By Dan Aznoff | Mar 01, 2019

Members of the Mill Creek City Council are unified in their desire to maintain the charm of the neighborhoods that are a vital element in the city’s character.

So they had no problem approving a series of changes to the language of code enforcement regulations to keep old vehicles off neighborhood roads or limiting the time construction vehicles could be parked on streets.

But they were challenged with some of the language in the revised set of guidelines.

The first issue was a change in the code that prohibits inoperable vehicles from being stored in the driveway of a home. Before the regulations were changed by a unanimous vote of the council on Tuesday, Feb. 26, city code prohibited “inoperable vehicles from being stored in driveways.

The approved changes replaced the term “inoperable” with “junk vehicle,” but that did not happen until councilmembers could agree on what constituted a “junk” vehicle.

The proposed changes, presented to the council by Associate Planner Sherrie Ringstead, defined a junk vehicle as “being three years old or older, extensively damaged, inoperable or with a fair market value equal to its scrap value.”

Councilmember John Steckler questioned how the city had determined that the of age three years was junk, while Mike Todd pointed out that older cars have greater value if they are maintained as show cars.

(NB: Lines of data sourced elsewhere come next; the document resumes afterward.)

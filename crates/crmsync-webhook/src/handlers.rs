//! Request routing and handlers
//!
//! [`route`] works on an already-collected body so it can be exercised
//! without a socket; [`handle`] is the hyper entry point.

use std::convert::Infallible;
use std::sync::Arc;

use http_body_util::{BodyExt, Full, Limited};
use hyper::body::{Bytes, Incoming};
use hyper::header::{self, HeaderMap, HeaderValue};
use hyper::{Method, Request, Response, StatusCode};
use serde_json::{json, Value};
use tracing::{debug, error, info, warn};

use crmsync_core::domain::newtypes::OwnerId;
use crmsync_core::usecases::{CallEventError, CallEventOutcome, ReconcileError, ReconcileRequest};

use crate::{AppState, OWNER_HEADER};

/// Largest request body accepted
pub const MAX_BODY_BYTES: usize = 1024 * 1024;

const ALLOW_HEADERS: &str = "authorization, x-client-info, apikey, content-type, x-owner-id";
const ALLOW_METHODS: &str = "POST, GET, OPTIONS";

type HttpResponse = Response<Full<Bytes>>;

/// hyper service entry point
pub async fn handle(
    req: Request<Incoming>,
    state: Arc<AppState>,
) -> Result<HttpResponse, Infallible> {
    let (parts, body) = req.into_parts();

    let body = match Limited::new(body, MAX_BODY_BYTES).collect().await {
        Ok(collected) => collected.to_bytes(),
        Err(e) => {
            warn!(path = %parts.uri.path(), error = %e, "Failed to read request body");
            return Ok(error_response(
                StatusCode::BAD_REQUEST,
                "Request body could not be read",
            ));
        }
    };

    Ok(route(&state, &parts.method, parts.uri.path(), &parts.headers, body).await)
}

/// Dispatches a request with a fully-read body
pub async fn route(
    state: &AppState,
    method: &Method,
    path: &str,
    headers: &HeaderMap,
    body: Bytes,
) -> HttpResponse {
    debug!(%method, path, "Incoming request");

    let allowed = match path {
        "/sync/drive" | "/webhooks/call-event" => Method::POST,
        "/health" => Method::GET,
        _ => return error_response(StatusCode::NOT_FOUND, "Not found"),
    };

    if *method == Method::OPTIONS {
        return preflight_response();
    }
    if *method != allowed {
        return error_response(StatusCode::METHOD_NOT_ALLOWED, "Method not allowed");
    }

    match path {
        "/sync/drive" => sync_drive(state, headers, &body).await,
        "/webhooks/call-event" => call_event(state, &body).await,
        _ => json_response(StatusCode::OK, &json!({ "status": "ok" })),
    }
}

// ============================================================================
// POST /sync/drive
// ============================================================================

async fn sync_drive(state: &AppState, headers: &HeaderMap, body: &[u8]) -> HttpResponse {
    let owner = match headers
        .get(OWNER_HEADER)
        .and_then(|v| v.to_str().ok())
        .map(OwnerId::new)
    {
        Some(Ok(owner)) => owner,
        _ => {
            return error_response(
                StatusCode::BAD_REQUEST,
                &format!("Missing {OWNER_HEADER} header"),
            )
        }
    };

    let request: ReconcileRequest = match serde_json::from_slice(body) {
        Ok(request) => request,
        Err(e) => {
            return error_response(
                StatusCode::BAD_REQUEST,
                &format!("Invalid request body: {e}"),
            )
        }
    };

    match state.reconcile.execute(&request, &owner).await {
        Ok(result) => {
            info!(
                owner = %owner,
                root = %request.root_container_id,
                synced = result.synced_count,
                "Drive sync request completed"
            );
            json_response(
                StatusCode::OK,
                &json!({ "success": true, "synced": result.synced_count }),
            )
        }
        Err(e @ ReconcileError::InvalidRequest(_)) => {
            error_response(StatusCode::BAD_REQUEST, &e.to_string())
        }
        Err(e) => {
            error!(owner = %owner, discovered = e.discovered(), error = %e, "Drive sync failed");
            error_response(StatusCode::INTERNAL_SERVER_ERROR, &e.to_string())
        }
    }
}

// ============================================================================
// POST /webhooks/call-event
// ============================================================================

async fn call_event(state: &AppState, body: &[u8]) -> HttpResponse {
    let payload: Value = match serde_json::from_slice(body) {
        Ok(payload @ Value::Object(_)) => payload,
        Ok(_) | Err(_) => return error_response(StatusCode::BAD_REQUEST, "Invalid JSON body"),
    };

    let event = string_field(&payload, "event");
    let phone = string_field(&payload, "phone");

    match state.call_events.execute(&event, &phone).await {
        Ok(outcome) => match outcome_body(&outcome) {
            Ok(body) => json_response(StatusCode::OK, &body),
            Err(e) => error_response(StatusCode::INTERNAL_SERVER_ERROR, &e.to_string()),
        },
        Err(e) => {
            if let CallEventError::Internal(ref source) = e {
                error!(error = ?source, "Call event failed");
            }
            let status =
                StatusCode::from_u16(e.status_code()).unwrap_or(StatusCode::INTERNAL_SERVER_ERROR);
            error_response(status, &e.to_string())
        }
    }
}

/// Reads a field as text; numbers are accepted for phone-like values
fn string_field(payload: &Value, key: &str) -> String {
    match payload.get(key) {
        Some(Value::String(s)) => s.clone(),
        Some(Value::Number(n)) => n.to_string(),
        _ => String::new(),
    }
}

fn outcome_body(outcome: &CallEventOutcome) -> serde_json::Result<Value> {
    serde_json::to_value(outcome.summary())
}

// ============================================================================
// Responses
// ============================================================================

fn with_cors(mut response: HttpResponse) -> HttpResponse {
    response.headers_mut().insert(
        header::ACCESS_CONTROL_ALLOW_ORIGIN,
        HeaderValue::from_static("*"),
    );
    response
}

fn json_response(status: StatusCode, body: &Value) -> HttpResponse {
    let mut response = Response::new(Full::new(Bytes::from(body.to_string())));
    *response.status_mut() = status;
    response.headers_mut().insert(
        header::CONTENT_TYPE,
        HeaderValue::from_static("application/json"),
    );
    with_cors(response)
}

fn error_response(status: StatusCode, message: &str) -> HttpResponse {
    json_response(status, &json!({ "error": message }))
}

fn preflight_response() -> HttpResponse {
    let mut response = Response::new(Full::new(Bytes::new()));
    *response.status_mut() = StatusCode::NO_CONTENT;
    let headers = response.headers_mut();
    headers.insert(
        header::ACCESS_CONTROL_ALLOW_HEADERS,
        HeaderValue::from_static(ALLOW_HEADERS),
    );
    headers.insert(
        header::ACCESS_CONTROL_ALLOW_METHODS,
        HeaderValue::from_static(ALLOW_METHODS),
    );
    with_cors(response)
}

By the end of the evening, the council approved the proposed changes with a 72-hour limit on parking recreational vehicles or boats in front or side yards while they are ether being cleaned or loaded. The council also voted to eliminate the time element in favor of a requirement that vehicles have current registration.

Commercial vehicles

The associate planner also proposed changes to the municipal code prohibiting commercial vehicles in excess of 6,000 pounds from being parked on residential lots. She proposed increasing the weight restrictions to a gross weight of 10,000 pounds.

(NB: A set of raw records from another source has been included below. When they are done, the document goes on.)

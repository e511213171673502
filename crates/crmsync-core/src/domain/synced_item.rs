//! Synced item and persisted record entities
//!
//! A [`SyncedItem`] is produced by the folder walk and only lives for the
//! duration of one reconciliation run. A [`PersistedRecord`] is its durable
//! counterpart in the record store, unique per `(owner, external_id)`.
//!
//! ## Lifecycle
//!
//! ```text
//!   walk ──► SyncedItem ──► lookup(owner, external_id)
//!                               │
//!                 ┌─────────────┴─────────────┐
//!                 ▼                           ▼
//!            not found                      found
//!         NewRecord (insert)       RecordUpdate (update in place)
//! ```
//!
//! Records are never deleted by a sync run.

use chrono::{DateTime, Utc};
use serde::{Deserialize, Serialize};

use super::newtypes::{DriveId, ExternalId, ItemPath, OwnerId, RecordId};

// ============================================================================
// MediaGlyph
// ============================================================================

/// Display glyph derived from an item's media type
///
/// Rules are checked in declaration order against the lower-cased media
/// type and the first match wins. `Generic` is the fallback, which makes
/// the mapping total.
#[derive(Debug, Clone, Copy, PartialEq, Eq, Hash)]
pub enum MediaGlyph {
    Folder,
    Audio,
    Video,
    Pdf,
    Image,
    Spreadsheet,
    Presentation,
    Document,
    Generic,
}

/// Ordered substring rules for leaf items. Order is significant.
const LEAF_RULES: &[(&[&str], MediaGlyph)] = &[
    (&["audio"], MediaGlyph::Audio),
    (&["video"], MediaGlyph::Video),
    (&["pdf"], MediaGlyph::Pdf),
    (&["image"], MediaGlyph::Image),
    (&["spreadsheet", "excel"], MediaGlyph::Spreadsheet),
    (&["presentation", "powerpoint"], MediaGlyph::Presentation),
    (&["document", "word"], MediaGlyph::Document),
];

impl MediaGlyph {
    /// Classify a leaf item by its media type
    pub fn for_media_type(media_type: &str) -> Self {
        let lowered = media_type.to_ascii_lowercase();
        LEAF_RULES
            .iter()
            .find(|(needles, _)| needles.iter().any(|n| lowered.contains(n)))
            .map(|(_, glyph)| *glyph)
            .unwrap_or(MediaGlyph::Generic)
    }

    /// The glyph character(s)
    pub fn as_str(&self) -> &'static str {
        match self {
            MediaGlyph::Folder => "📁",
            MediaGlyph::Audio => "🎵",
            MediaGlyph::Video => "🎬",
            MediaGlyph::Pdf => "📕",
            MediaGlyph::Image => "🖼️",
            MediaGlyph::Spreadsheet => "📊",
            MediaGlyph::Presentation => "📽️",
            MediaGlyph::Document => "📝",
            MediaGlyph::Generic => "📄",
        }
    }

    /// Prefix `name` with this glyph
    pub fn label(&self, name: &str) -> String {
        format!("{} {}", self.as_str(), name)
    }
}

impl std::fmt::Display for MediaGlyph {
    fn fmt(&self, f: &mut std::fmt::Formatter<'_>) -> std::fmt::Result {
        f.write_str(self.as_str())
    }
}

// ============================================================================
// SyncedItem
// ============================================================================

/// An entry discovered while walking a remote tree
#[derive(Debug, Clone, PartialEq, Eq, Serialize, Deserialize)]
pub struct SyncedItem {
    /// Identifier assigned by the remote source
    pub external_id: ExternalId,
    /// Human-readable name prefixed with its glyph
    pub display_label: String,
    /// Content type reported by the remote source (display only)
    pub media_type: String,
    /// True if the item is a folder
    pub is_container: bool,
    /// Segments from the synced root to this item, inclusive
    pub path: ItemPath,
    /// Identity that initiated the sync
    pub owner: OwnerId,
}

impl SyncedItem {
    /// Creates the entry for a child container of `parent`
    pub fn container(
        external_id: ExternalId,
        name: &str,
        media_type: impl Into<String>,
        parent: &ItemPath,
        owner: &OwnerId,
    ) -> Self {
        Self {
            external_id,
            display_label: MediaGlyph::Folder.label(name),
            media_type: media_type.into(),
            is_container: true,
            path: parent.child(name),
            owner: owner.clone(),
        }
    }

    /// Creates the entry for a child leaf item of `parent`
    pub fn leaf(
        external_id: ExternalId,
        name: &str,
        media_type: impl Into<String>,
        parent: &ItemPath,
        owner: &OwnerId,
    ) -> Self {
        let media_type = media_type.into();
        Self {
            external_id,
            display_label: MediaGlyph::for_media_type(&media_type).label(name),
            media_type,
            is_container: false,
            path: parent.child(name),
            owner: owner.clone(),
        }
    }

    /// The item's own name (last path segment, without glyph)
    pub fn name(&self) -> &str {
        self.path.name()
    }
}

// ============================================================================
// PersistedRecord and write models
// ============================================================================

/// Durable record in the record store
#[derive(Debug, Clone, PartialEq, Eq, Serialize, Deserialize)]
pub struct PersistedRecord {
    /// Store-assigned primary key
    pub record_id: RecordId,
    pub owner: OwnerId,
    pub external_id: ExternalId,
    /// Drive the item was synced from
    pub drive_id: DriveId,
    pub display_label: String,
    pub media_type: String,
    pub is_container: bool,
    pub path: ItemPath,
    pub created_at: DateTime<Utc>,
    /// Set on every create or update
    pub last_modified_at: DateTime<Utc>,
}

/// A record to be inserted
#[derive(Debug, Clone, PartialEq, Eq)]
pub struct NewRecord {
    pub record_id: RecordId,
    pub drive_id: DriveId,
    pub item: SyncedItem,
    pub created_at: DateTime<Utc>,
}

impl NewRecord {
    /// Builds an insert for `item` with a fresh record id
    pub fn from_item(item: SyncedItem, drive_id: &DriveId, now: DateTime<Utc>) -> Self {
        Self {
            record_id: RecordId::new(),
            drive_id: drive_id.clone(),
            item,
            created_at: now,
        }
    }
}

/// In-place update of an existing record
///
/// Only the fields a rename or move can change are carried.
#[derive(Debug, Clone, PartialEq, Eq)]
pub struct RecordUpdate {
    pub record_id: RecordId,
    pub display_label: String,
    pub media_type: String,
    pub path: ItemPath,
    pub last_modified_at: DateTime<Utc>,
}

impl RecordUpdate {
    /// Builds an update of `record_id` from a freshly walked item
    pub fn from_item(record_id: RecordId, item: &SyncedItem, now: DateTime<Utc>) -> Self {
        Self {
            record_id,
            display_label: item.display_label.clone(),
            media_type: item.media_type.clone(),
            path: item.path.clone(),
            last_modified_at: now,
        }
    }
}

“6,000 pounds is an outdated figure,” Ringstead explained to the council. “That’s about what a (Ford) F-150 used for commuting can weigh.”

She also introduced a provision that would prohibit motorized construction equipment from being stored on residential lots, with the exception of equipment “being used in conjunction with an approved construction project.”

Todd questioned the proposal, asking about what would happen to a large van used as a work vehicle.

“You see trucks and vans with ladders with the name of the company painted on the side,” Todd said. “That is clearly a commercial vehicle. Will these regulations impact them as well?”

In the end, the council clarified the definition of a commercial vehicle as a motor vehicle of at least 10,000 pounds gross weight with three or more axels.

New or better

The third issue clarified by a vote of the council last month had to do with regulations that originally required “all buildings be maintained in original or better condition.”

The regulation written when the city was new was modified to require that all buildings be maintained in good repair.